Es evidente que el espanto ante tragedias como la que han sufrido Anna y Olivia nos sobrecoge. Pero en una sociedad en la que el buenismo goza de tan buena prensa, en una sociedad que consume hasta el empalago ideas exculpatorias de la responsabilidad personal, es posible que seamos menos sensibles a la realidad de que el mal existe, que tiene cara y hay que actuar contra él porque produce víctimas absolutamente inocentes. Y entre estas, y muy principalmente, se encuentran los niños, los menores, que tienen derecho a esperar el cuidado, el respeto de sus mayores. La protección de los menores requiere más que una ley; necesita una estrategia, alertas eficaces, facilitar el trabajo de los profesionales de la sanidad y la educación para detectar y reconocer situaciones de riesgo.

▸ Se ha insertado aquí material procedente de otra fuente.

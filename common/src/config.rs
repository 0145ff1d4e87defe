//! Application configuration.
//!
//! Everything is read from environment variables. An optional `.env` file in the
//! working directory is loaded first; variables already present in the process
//! environment take precedence over it.

use std::str::FromStr;

use crate::errors::{AppError, AppResult};
use crate::models::connection::{ConnectionConfig, DbType, DocumentStoreConfig};

const DEFAULT_HOST: &str = "0.0.0.0";
const DEFAULT_PORT: u16 = 5000;
const DEFAULT_MAX_CONNECTIONS: u32 = 10;
const DEFAULT_CONNECT_TIMEOUT_SECS: u64 = 10;
const DEFAULT_PREVIEW_TABLES: &str = "Customers,Orders,Shippings";
const DEFAULT_PREVIEW_ROW_LIMIT: u32 = 10;

/// Gateway configuration.
#[derive(Debug, Clone)]
pub struct AppConfig {
    /// Service name used in logs and health responses.
    pub service_name: String,
    /// Bind host.
    pub host: String,
    /// Bind port.
    pub port: u16,
    /// Relational database connection.
    pub database: ConnectionConfig,
    /// Document store connection, when configured.
    pub document_store: Option<DocumentStoreConfig>,
    /// Maximum pooled connections.
    pub max_connections: u32,
    /// Pool acquire timeout in seconds.
    pub connect_timeout_secs: u64,
    /// Table preview settings.
    pub preview: PreviewConfig,
}

/// Table preview settings.
#[derive(Debug, Clone)]
pub struct PreviewConfig {
    /// Allow-listed table names, in display order.
    pub tables: Vec<String>,
    /// Maximum rows returned by a preview.
    pub row_limit: u32,
}

impl AppConfig {
    /// Loads `.env` and then the configuration from the process environment.
    pub fn load_with_service(service_name: &str) -> AppResult<Self> {
        load_dotenv();
        Self::from_lookup(service_name, |key| std::env::var(key).ok())
    }

    /// Builds the configuration from an arbitrary variable lookup.
    pub fn from_lookup<F>(service_name: &str, lookup: F) -> AppResult<Self>
    where
        F: Fn(&str) -> Option<String>,
    {
        let get = |key: &str| lookup(key).map(|v| v.trim().to_string()).filter(|v| !v.is_empty());

        let database = connection_from_lookup(&get)?;

        let document_store = get("MONGO_URL").map(|uri| DocumentStoreConfig {
            uri,
            database: get("MONGO_DATABASE"),
        });

        let tables: Vec<String> = get("PREVIEW_TABLES")
            .unwrap_or_else(|| DEFAULT_PREVIEW_TABLES.to_string())
            .split(',')
            .map(str::trim)
            .filter(|t| !t.is_empty())
            .map(String::from)
            .collect();
        if tables.is_empty() {
            return Err(AppError::Config("PREVIEW_TABLES must name at least one table".into()));
        }

        let row_limit = parse_var(&get, "PREVIEW_ROW_LIMIT", DEFAULT_PREVIEW_ROW_LIMIT)?;
        if row_limit == 0 {
            return Err(AppError::Config("PREVIEW_ROW_LIMIT must be at least 1".into()));
        }

        Ok(Self {
            service_name: service_name.to_string(),
            host: get("SERVER_HOST").unwrap_or_else(|| DEFAULT_HOST.to_string()),
            port: parse_var(&get, "SERVER_PORT", DEFAULT_PORT)?,
            database,
            document_store,
            max_connections: parse_var(&get, "DB_MAX_CONNECTIONS", DEFAULT_MAX_CONNECTIONS)?,
            connect_timeout_secs: parse_var(
                &get,
                "DB_CONNECT_TIMEOUT_SECS",
                DEFAULT_CONNECT_TIMEOUT_SECS,
            )?,
            preview: PreviewConfig { tables, row_limit },
        })
    }

    /// `host:port` the server binds to.
    pub fn bind_address(&self) -> String {
        format!("{}:{}", self.host, self.port)
    }
}

fn connection_from_lookup<G>(get: &G) -> AppResult<ConnectionConfig>
where
    G: Fn(&str) -> Option<String>,
{
    let url = get("DATABASE_URL");
    let db_type = match (get("DB_TYPE"), url.as_deref().and_then(DbType::from_url)) {
        (Some(explicit), _) => explicit.parse::<DbType>().map_err(AppError::Config)?,
        (None, Some(inferred)) => inferred,
        (None, None) => DbType::MySQL,
    };

    let config = ConnectionConfig {
        db_type,
        url,
        host: get("DB_HOST"),
        port: get("DB_PORT")
            .map(|v| v.parse::<u16>())
            .transpose()
            .map_err(|_| AppError::Config("DB_PORT must be a port number".into()))?,
        username: get("DB_USER"),
        password: get("DB_PASSWORD"),
        database: get("DB_NAME"),
        file_path: get("DB_FILE"),
        require_tls: parse_var(get, "DB_TLS", true)?,
    };

    if config.url.is_none() {
        match config.db_type {
            DbType::MySQL | DbType::Postgres if config.host.is_none() => {
                return Err(AppError::Config(format!(
                    "{} requires DB_HOST or DATABASE_URL",
                    config.db_type
                )));
            }
            DbType::SQLite if config.file_path.is_none() => {
                return Err(AppError::Config(
                    "sqlite requires DB_FILE or DATABASE_URL".into(),
                ));
            }
            _ => {}
        }
    }

    Ok(config)
}

fn parse_var<G, T>(get: &G, key: &str, default: T) -> AppResult<T>
where
    G: Fn(&str) -> Option<String>,
    T: FromStr,
{
    match get(key) {
        Some(raw) => raw
            .parse()
            .map_err(|_| AppError::Config(format!("invalid value for {}: {}", key, raw))),
        None => Ok(default),
    }
}

/// Load `.env` file from the working directory (best-effort, no error if missing).
pub fn load_dotenv() {
    let env_path = std::path::Path::new(".env");
    let Ok(content) = std::fs::read_to_string(env_path) else {
        return;
    };
    for (key, value) in parse_dotenv(&content) {
        // Only set if not already set by the environment
        if std::env::var(&key).is_err() {
            std::env::set_var(key, value);
        }
    }
}

fn parse_dotenv(content: &str) -> Vec<(String, String)> {
    content
        .lines()
        .map(str::trim)
        .filter(|line| !line.is_empty() && !line.starts_with('#'))
        .filter_map(|line| line.split_once('='))
        .map(|(key, value)| {
            let value = value.trim();
            let value = value
                .strip_prefix('"')
                .and_then(|v| v.strip_suffix('"'))
                .unwrap_or(value);
            (key.trim().to_string(), value.to_string())
        })
        .collect()
}
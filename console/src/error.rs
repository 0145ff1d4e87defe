//! Console error types.

use thiserror::Error;

/// Result alias for console operations.
pub type ConsoleResult<T> = Result<T, ConsoleError>;

/// Failure of a console action.
///
/// `Display` is the text shown in the status line.
#[derive(Debug, Error)]
pub enum ConsoleError {
    /// Rejected locally; no request was sent.
    #[error("{0}")]
    Input(String),

    /// The gateway answered with an error status.
    #[error("{message}")]
    Gateway { status: u16, message: String },

    /// The request never got a response.
    #[error("{0}")]
    Transport(#[from] reqwest::Error),

    /// The gateway URL is not usable.
    #[error("invalid gateway url: {0}")]
    InvalidUrl(String),
}

impl ConsoleError {
    /// HTTP status of a gateway failure.
    pub fn status(&self) -> Option<u16> {
        match self {
            ConsoleError::Gateway { status, .. } => Some(*status),
            _ => None,
        }
    }
}
//! Gateway HTTP client.

use std::time::Duration;

use common::models::document::DocumentQueryRequest;
use common::models::query::{ResultSet, SqlQueryRequest};
use common::response::ErrorResponse;
use reqwest::{Response, Url};
use serde::de::DeserializeOwned;

use crate::error::{ConsoleError, ConsoleResult};
use crate::state::Submission;

/// Default gateway address.
pub const DEFAULT_GATEWAY_URL: &str = "http://localhost:5000";

/// Client for the query gateway endpoints.
#[derive(Clone)]
pub struct GatewayClient {
    base_url: Url,
    http: reqwest::Client,
}

impl GatewayClient {
    /// Creates a client for the gateway at `base_url`. Requests wait as long
    /// as the gateway takes.
    pub fn new(base_url: &str) -> ConsoleResult<Self> {
        Self::with_timeout(base_url, None)
    }

    /// Like [`GatewayClient::new`], failing requests that take longer than
    /// `timeout` with a transport error.
    pub fn with_timeout(base_url: &str, timeout: Option<Duration>) -> ConsoleResult<Self> {
        let base_url =
            Url::parse(base_url).map_err(|e| ConsoleError::InvalidUrl(format!("{}: {}", base_url, e)))?;
        if base_url.cannot_be_a_base() {
            return Err(ConsoleError::InvalidUrl(base_url.to_string()));
        }
        let mut builder = reqwest::Client::builder();
        if let Some(timeout) = timeout {
            builder = builder.timeout(timeout);
        }
        let http = builder.build()?;
        Ok(Self { base_url, http })
    }

    /// Gateway base URL.
    pub fn base_url(&self) -> &Url {
        &self.base_url
    }

    /// `POST /api/query/sql`
    pub async fn run_sql(&self, query: &str) -> ConsoleResult<ResultSet> {
        let response = self
            .http
            .post(self.endpoint(&["api", "query", "sql"])?)
            .json(&SqlQueryRequest::new(query))
            .send()
            .await?;
        decode(response).await
    }

    /// `POST /api/query/nosql`
    pub async fn run_document_query(&self, req: &DocumentQueryRequest) -> ConsoleResult<ResultSet> {
        let response = self
            .http
            .post(self.endpoint(&["api", "query", "nosql"])?)
            .json(req)
            .send()
            .await?;
        decode(response).await
    }

    /// Sends a console submission to the matching endpoint.
    pub async fn submit(&self, submission: &Submission) -> ConsoleResult<ResultSet> {
        match submission {
            Submission::Sql(query) => self.run_sql(query).await,
            Submission::Document(req) => self.run_document_query(req).await,
        }
    }

    /// `GET /api/query/sql/table/{name}`
    pub async fn fetch_table_preview(&self, table: &str) -> ConsoleResult<ResultSet> {
        let url = self.endpoint(&["api", "query", "sql", "table", table])?;
        decode(self.http.get(url).send().await?).await
    }

    /// `GET /api/query/sql/tables`
    pub async fn list_tables(&self) -> ConsoleResult<Vec<String>> {
        let url = self.endpoint(&["api", "query", "sql", "tables"])?;
        decode(self.http.get(url).send().await?).await
    }

    /// `GET /api/query/nosql/collections`
    pub async fn list_collections(&self) -> ConsoleResult<Vec<String>> {
        let url = self.endpoint(&["api", "query", "nosql", "collections"])?;
        decode(self.http.get(url).send().await?).await
    }

    /// Appends percent-encoded path segments to the base URL.
    fn endpoint(&self, segments: &[&str]) -> ConsoleResult<Url> {
        let mut url = self.base_url.clone();
        url.path_segments_mut()
            .map_err(|_| ConsoleError::InvalidUrl(self.base_url.to_string()))?
            .pop_if_empty()
            .extend(segments);
        Ok(url)
    }
}

/// Decodes a success body, or turns an error status into [`ConsoleError::Gateway`].
///
/// The message is the body's `error` string when there is one, else a generic
/// `Request failed with status <code>`.
async fn decode<T: DeserializeOwned>(response: Response) -> ConsoleResult<T> {
    let status = response.status();
    if status.is_success() {
        return Ok(response.json().await?);
    }

    let body = response.text().await.unwrap_or_default();
    let message = serde_json::from_str::<ErrorResponse>(&body)
        .ok()
        .map(|e| e.error)
        .filter(|e| !e.trim().is_empty())
        .unwrap_or_else(|| format!("Request failed with status {}", status.as_u16()));

    tracing::debug!(status = status.as_u16(), %message, "gateway returned an error");
    Err(ConsoleError::Gateway {
        status: status.as_u16(),
        message,
    })
}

Se necesita mejorar los instrumentos y medios a disposición de los jueces para que estos lleven a cabo su responsabilidad, que es, en última instancia, determinante, y se requieren mejores dotaciones en recursos humanos y materiales para los servicios sociales y asistenciales, al tiempo que se puede y se debe ampliar la colaboración entre las administraciones y las organizaciones de la sociedad civil para el apoyo a parejas que tienen dificultades de cualquier orden para afrontar la educación de sus hijos, para la atención a familias monoparentales y situaciones de riesgo creadas por procesos de desestructuración familiar. No nos quedemos en el espanto.